That’s not how people want to be seen when it comes to HIV. In the epidemic, the word “risk” is associated with the notion of “doing something wrong.”
So using the words “at risk” becomes risky in itself. It runs the risk of turning people off, and away from prevention messages. People may not avail themselves of condoms or PrEP (the HIV prevention pill) if they don’t identify with risk. If they don’t identify with HIV risk, they don’t identify with HIV prevention.
While “risk” tends to blame behavior (as in “taking risks”), “vulnerability” may more accurately express the reality. There are many things that can make people vulnerable to HIV, including their environment—not necessarily their behavior.

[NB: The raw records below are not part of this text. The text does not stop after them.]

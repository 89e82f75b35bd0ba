//! Filesystem collection strategy.
//!
//! Recursively enumerates regular files under each search root (default: the
//! project base directory). Missing roots are logged and skipped. Roots that
//! resolve outside the base are rejected. The
//! framework directory and `.git` are never descended into, so the catalog and
//! result artifacts don't end up reviewing themselves.

use anyhow::{bail, Context, Result};
use chrono::{DateTime, Utc};
use std::path::{Path, PathBuf};
use walkdir::WalkDir;

use crate::models::ItemRecord;

pub fn scan_filesystem(base: &Path, roots: &[String], skip: &Path) -> Result<Vec<ItemRecord>> {
    let base = canonical_base(base)?;
    let skip = skip.canonicalize().unwrap_or_else(|_| skip.to_path_buf());
    let mut items = Vec::new();

    for root in resolve_roots(&base, roots)? {
        if !root.exists() {
            tracing::warn!("Directory not found: {}", root.display());
            continue;
        }

        let walker = WalkDir::new(&root)
            .follow_links(false)
            .sort_by_file_name()
            .into_iter()
            .filter_entry(|e| e.path() != skip.as_path() && e.file_name() != ".git");

        for entry in walker {
            let entry = match entry {
                Ok(entry) => entry,
                Err(e) => {
                    tracing::warn!("Skipping unreadable entry under {}: {}", root.display(), e);
                    continue;
                }
            };
            if !entry.file_type().is_file() {
                continue;
            }

            let path = entry.path();
            let Ok(relative) = path.strip_prefix(&base) else {
                continue;
            };
            let rel_str = relative.to_string_lossy().to_string();

            items.push(file_to_item(path, &rel_str)?);
        }
    }

    Ok(items)
}

/// Resolve search roots against `base`.
///
/// Existing roots come back canonicalized and must lie inside `base`.
/// Missing roots are passed through for the scan to report.
pub fn resolve_roots(base: &Path, roots: &[String]) -> Result<Vec<PathBuf>> {
    let base = canonical_base(base)?;
    let mut resolved = Vec::new();
    for root in search_roots(&base, roots) {
        if !root.exists() {
            resolved.push(root);
            continue;
        }
        let canonical = root
            .canonicalize()
            .with_context(|| format!("Failed to resolve {}", root.display()))?;
        if !canonical.starts_with(&base) {
            bail!(
                "Search root {} is outside the project directory {}",
                root.display(),
                base.display()
            );
        }
        resolved.push(canonical);
    }
    Ok(resolved)
}

fn canonical_base(base: &Path) -> Result<PathBuf> {
    base.canonicalize()
        .with_context(|| format!("Failed to resolve project directory {}", base.display()))
}

fn search_roots(base: &Path, roots: &[String]) -> Vec<PathBuf> {
    if roots.is_empty() {
        return vec![base.to_path_buf()];
    }
    roots
        .iter()
        .map(|r| {
            if r.is_empty() || r == "." {
                base.to_path_buf()
            } else {
                base.join(r)
            }
        })
        .collect()
}

/// Stat one file into a fresh `not_reviewed` record.
pub fn file_to_item(path: &Path, relative_path: &str) -> Result<ItemRecord> {
    let metadata = std::fs::metadata(path)
        .with_context(|| format!("Failed to stat {}", path.display()))?;
    let modified: DateTime<Utc> = metadata
        .modified()
        .map(DateTime::<Utc>::from)
        .unwrap_or(DateTime::<Utc>::UNIX_EPOCH);

    Ok(ItemRecord::new(
        relative_path.to_string(),
        path.to_string_lossy().to_string(),
        metadata.len(),
        modified,
    ))
}
//! End-to-end workflow tests against an in-process stub engine.

use async_trait::async_trait;
use std::collections::BTreeMap;
use std::fs;
use std::path::Path;
use std::sync::atomic::{AtomicBool, Ordering};
use std::sync::{Arc, Mutex};
use std::time::Duration;
use tempfile::TempDir;

use mapreduce_harness::aggregate::SeverityTier;
use mapreduce_harness::config::parse_config;
use mapreduce_harness::engine::ProcessingEngine;
use mapreduce_harness::models::{ItemStatus, ProcessingResult, RunMode};
use mapreduce_harness::workflow::{MapOutcome, ReduceOutcome, Workflow, WorkflowError};

const CONFIG: &str = r#"
[project]
name = "demo"
version = "1.0"
description = "Workflow test"

[populate]
collection_strategy = "filesystem"

[populate.item_filters]
include_patterns = ["*.py"]

[populate.metadata_extraction]
required_fields = ["language"]

[populate.metadata_extraction.fields.language]
kind = "extension_title"

[map]
processing_template = "ITEM={item_path}\nOUTPUT={output_file}\nDATA={item_data}"
assessment_dimensions = []

[reduce]
synthesis_template = "Issues: {issue_count} in {file_count} files\n{issues_data}"
aggregation_rules = {}
"#;

#[derive(Default)]
struct StubState {
    /// Item path → severity of the single finding the stub reports.
    findings: BTreeMap<String, String>,
    fail_on: Mutex<Option<String>>,
    fail_all: AtomicBool,
    calls: Mutex<Vec<(RunMode, String)>>,
}

/// Always-available engine that writes a result artifact for each item.
#[derive(Clone)]
struct StubEngine(Arc<StubState>);

fn prompt_value<'a>(prompt: &'a str, key: &str) -> Option<&'a str> {
    prompt
        .lines()
        .find_map(|line| line.strip_prefix(key).and_then(|rest| rest.strip_prefix('=')))
}

#[async_trait]
impl ProcessingEngine for StubEngine {
    fn name(&self) -> &str {
        "stub"
    }

    async fn is_available(&self) -> bool {
        true
    }

    async fn run(&self, prompt: &str, log_file: &Path, mode: RunMode) -> ProcessingResult {
        let state = &self.0;
        state.calls.lock().unwrap().push((mode, prompt.to_string()));
        fs::write(log_file, prompt).unwrap();

        if mode == RunMode::Synthesis {
            return ProcessingResult::succeeded(vec![prompt.to_string()], Duration::from_millis(5))
                .with_usage(2000, 1000, 0.021);
        }

        let item = prompt_value(prompt, "ITEM").unwrap_or_default().to_string();
        let failing = state.fail_all.load(Ordering::SeqCst)
            || state.fail_on.lock().unwrap().as_deref() == Some(item.as_str());
        if failing {
            return ProcessingResult::failed("stub backend exited with 1", Duration::ZERO);
        }

        if let (Some(severity), Some(output)) =
            (state.findings.get(&item), prompt_value(prompt, "OUTPUT"))
        {
            let xml = format!(
                "<analysis><metadata><source_file>{item}</source_file></metadata>\
                 <scores><quality>5</quality></scores>\
                 <findings><issues><issue><severity>{severity}</severity>\
                 <category>security</category><description>{item} problem</description>\
                 </issue></issues></findings></analysis>"
            );
            fs::write(output, xml).unwrap();
        }

        ProcessingResult::succeeded(vec!["reviewed".to_string()], Duration::from_millis(5))
            .with_usage(1000, 500, 0.0105)
    }
}

fn project(files: &[&str]) -> TempDir {
    let tmp = TempDir::new().unwrap();
    for file in files {
        let path = tmp.path().join(file);
        fs::create_dir_all(path.parent().unwrap()).unwrap();
        fs::write(&path, format!("# {}\nprint('hi')\n", file)).unwrap();
    }
    tmp
}

fn workflow(tmp: &TempDir, state: StubState) -> (Workflow<StubEngine>, Arc<StubState>) {
    let state = Arc::new(state);
    let config = parse_config(CONFIG).unwrap();
    (
        Workflow::new(config, tmp.path(), StubEngine(state.clone())),
        state,
    )
}

fn statuses(wf: &Workflow<StubEngine>) -> Vec<(String, ItemStatus)> {
    wf.catalog()
        .load()
        .unwrap()
        .items
        .into_iter()
        .map(|(k, v)| (k, v.status))
        .collect()
}

#[tokio::test]
async fn test_end_to_end_two_items() {
    let tmp = project(&["src/a.py", "src/b.py", "README.md"]);
    let mut findings = BTreeMap::new();
    findings.insert("src/a.py".to_string(), "high".to_string());
    findings.insert("src/b.py".to_string(), "low".to_string());
    let (wf, state) = workflow(
        &tmp,
        StubState {
            findings,
            ..StubState::default()
        },
    );

    let summary = wf.populate(&[]).unwrap();
    assert_eq!(summary.kept, 2);
    assert_eq!(
        statuses(&wf),
        vec![
            ("src/a.py".to_string(), ItemStatus::NotReviewed),
            ("src/b.py".to_string(), ItemStatus::NotReviewed),
        ]
    );

    match wf.map_next().await.unwrap() {
        MapOutcome::Processed { key, result } => {
            assert_eq!(key, "src/a.py");
            assert_eq!(result.total_tokens, 1500);
        }
        other => panic!("unexpected outcome: {:?}", other),
    }
    assert_eq!(
        statuses(&wf),
        vec![
            ("src/a.py".to_string(), ItemStatus::Completed),
            ("src/b.py".to_string(), ItemStatus::NotReviewed),
        ]
    );

    wf.map_next().await.unwrap();
    let tally = wf.status().unwrap();
    assert_eq!(tally.completed, 2);
    assert_eq!(tally.total(), 2);
    assert_eq!(tally.remaining(), 0);

    let snapshot = wf.catalog().load().unwrap();
    assert!(snapshot.items.values().all(|i| i.processed_at.is_some()));
    assert_eq!(snapshot.items["src/a.py"].fields["language"], "Py");

    assert_eq!(wf.map_next().await.unwrap(), MapOutcome::AllDone);

    let ReduceOutcome::Synthesized { path, input, .. } =
        wf.reduce(SeverityTier::Medium, "all").await.unwrap()
    else {
        panic!("expected a synthesis");
    };
    assert_eq!(input.issue_count, 1);
    assert_eq!(input.file_count, 1);
    assert!(input.issues_data.contains("src/a.py problem"));
    assert!(!input.issues_data.contains("src/b.py problem"));

    let report = fs::read_to_string(&path).unwrap();
    assert!(report.starts_with("# Synthesis Report (Medium All)\n\nGenerated: "));
    assert!(report.contains("Issues: 1 in 1 files"));
    let name = path.file_name().unwrap().to_string_lossy().to_string();
    assert!(name.starts_with("synthesis_medium_all_"), "{}", name);
    assert!(name.ends_with(".md"));

    let calls = state.calls.lock().unwrap();
    assert_eq!(calls.len(), 3);
    assert!(calls[0].1.contains("\"status\": \"in_progress\""), "{}", calls[0].1);
    assert!(!calls[0].1.contains("not_reviewed"));
    assert_eq!(calls[2].0, RunMode::Synthesis);
}

#[tokio::test]
async fn test_failed_item_stays_in_progress_and_is_retried() {
    let tmp = project(&["src/a.py", "src/b.py"]);
    let (wf, state) = workflow(&tmp, StubState::default());
    wf.populate(&[]).unwrap();

    state.fail_all.store(true, Ordering::SeqCst);
    let err = wf.map_next().await.unwrap_err();
    match err.downcast_ref::<WorkflowError>() {
        Some(WorkflowError::ProcessingFailed { key, message, log }) => {
            assert_eq!(key, "src/a.py");
            assert!(message.contains("exited with 1"));
            assert!(log.starts_with(wf.paths().logs.as_path()));
        }
        other => panic!("unexpected error: {:?}", other),
    }
    assert_eq!(statuses(&wf)[0].1, ItemStatus::InProgress);

    // The skeleton was written before the call.
    let skeleton = fs::read_to_string(wf.paths().results.join("src/a.xml")).unwrap();
    assert!(skeleton.contains("<status>in_progress</status>"));

    state.fail_all.store(false, Ordering::SeqCst);
    match wf.map_next().await.unwrap() {
        MapOutcome::Processed { key, .. } => assert_eq!(key, "src/a.py"),
        other => panic!("unexpected outcome: {:?}", other),
    }
    assert_eq!(statuses(&wf)[0].1, ItemStatus::Completed);
    assert_eq!(statuses(&wf)[1].1, ItemStatus::NotReviewed);
}

#[tokio::test]
async fn test_map_all_processes_everything() {
    let tmp = project(&["a.py", "b.py", "c.py"]);
    let (wf, state) = workflow(&tmp, StubState::default());
    wf.populate(&[]).unwrap();

    let processed = wf.map_all(Duration::ZERO).await.unwrap();
    assert_eq!(processed, 3);
    assert!(statuses(&wf)
        .iter()
        .all(|(_, s)| *s == ItemStatus::Completed));
    assert_eq!(state.calls.lock().unwrap().len(), 3);

    assert_eq!(wf.map_all(Duration::ZERO).await.unwrap(), 0);
}

#[tokio::test]
async fn test_map_all_stops_at_first_failure() {
    let tmp = project(&["a.py", "b.py", "c.py"]);
    let (wf, state) = workflow(&tmp, StubState::default());
    *state.fail_on.lock().unwrap() = Some("b.py".to_string());
    wf.populate(&[]).unwrap();

    assert!(wf.map_all(Duration::ZERO).await.is_err());
    assert_eq!(
        statuses(&wf),
        vec![
            ("a.py".to_string(), ItemStatus::Completed),
            ("b.py".to_string(), ItemStatus::InProgress),
            ("c.py".to_string(), ItemStatus::NotReviewed),
        ]
    );
}

#[tokio::test]
async fn test_repopulate_keeps_keys_and_resets_status() {
    let tmp = project(&["src/a.py", "src/b.py", "vendor/c.py"]);
    let (wf, _state) = workflow(&tmp, StubState::default());

    wf.populate(&["src".to_string()]).unwrap();
    let first: Vec<String> = statuses(&wf).into_iter().map(|(k, _)| k).collect();
    assert_eq!(first, vec!["src/a.py", "src/b.py"]);

    wf.map_next().await.unwrap();
    wf.populate(&["src".to_string()]).unwrap();
    let second = statuses(&wf);
    assert_eq!(
        second.iter().map(|(k, _)| k.clone()).collect::<Vec<_>>(),
        first
    );
    assert!(second.iter().all(|(_, s)| *s == ItemStatus::NotReviewed));
}

#[tokio::test]
async fn test_reduce_without_results_or_matches() {
    let tmp = project(&["a.py"]);
    let (wf, state) = workflow(&tmp, StubState::default());
    wf.populate(&[]).unwrap();

    assert_eq!(
        wf.reduce(SeverityTier::Medium, "all").await.unwrap(),
        ReduceOutcome::NoResults
    );

    let xml = "<analysis><findings><issues><issue><severity>low</severity>\
               <category>style</category></issue></issues></findings></analysis>";
    fs::write(wf.paths().results.join("a.xml"), xml).unwrap();
    assert_eq!(
        wf.reduce(SeverityTier::High, "all").await.unwrap(),
        ReduceOutcome::NothingMatched
    );
    assert_eq!(
        wf.reduce(SeverityTier::Low, "security").await.unwrap(),
        ReduceOutcome::NothingMatched
    );
    assert!(state.calls.lock().unwrap().is_empty());
}

#[tokio::test]
async fn test_root_outside_project_is_rejected_before_any_write() {
    let tmp = project(&["src/a.py"]);
    let outside = project(&["app.py"]);
    fs::write(outside.path().join("app.xml"), "<user-owned-config/>").unwrap();
    let (wf, state) = workflow(&tmp, StubState::default());

    let root = outside.path().to_string_lossy().to_string();
    let err = wf.populate(&[root]).unwrap_err();
    assert!(
        format!("{:#}", err).contains("outside the project directory"),
        "{:#}",
        err
    );
    assert!(!wf.paths().root.exists());

    let err = wf.map_next().await.unwrap_err();
    assert!(matches!(
        err.downcast_ref::<WorkflowError>(),
        Some(WorkflowError::NotInitialized)
    ));
    assert_eq!(
        fs::read_to_string(outside.path().join("app.xml")).unwrap(),
        "<user-owned-config/>"
    );
    assert!(state.calls.lock().unwrap().is_empty());
}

“I find that people struggle with labels, no matter what the label is,” says Gabriela Zapata-Alma, Program Director for Substance Use Treatment at Thresholds, a mental health organization in Chicago for people with low incomes. “Especially because different labels mean different things to different people.”
“It’s about stigma,” she says. “Whatever word we use as a label is stigmatizing and then people reject the stigma.”
“I like to frame things in the positive whenever possible,” she says. “For example, ‘What are you doing to protect your sexual health?’ Then we can discuss the gaps. I’ll ask questions. ‘Have you heard of PrEP?’ ‘What are your thoughts on PrEP?’ ”
Risk and vulnerability may be very similar, but “might you be vulnerable?” may be taking a softer approach that makes people more comfortable. Even then, a label’s a label. Zapata-Alma remembers when a client became angry after she said to him, “It sounds like you’re feeling vulnerable.” He yelled, “I’m not vulnerable!”
One way or another, however, HIV prevention messages need to be made.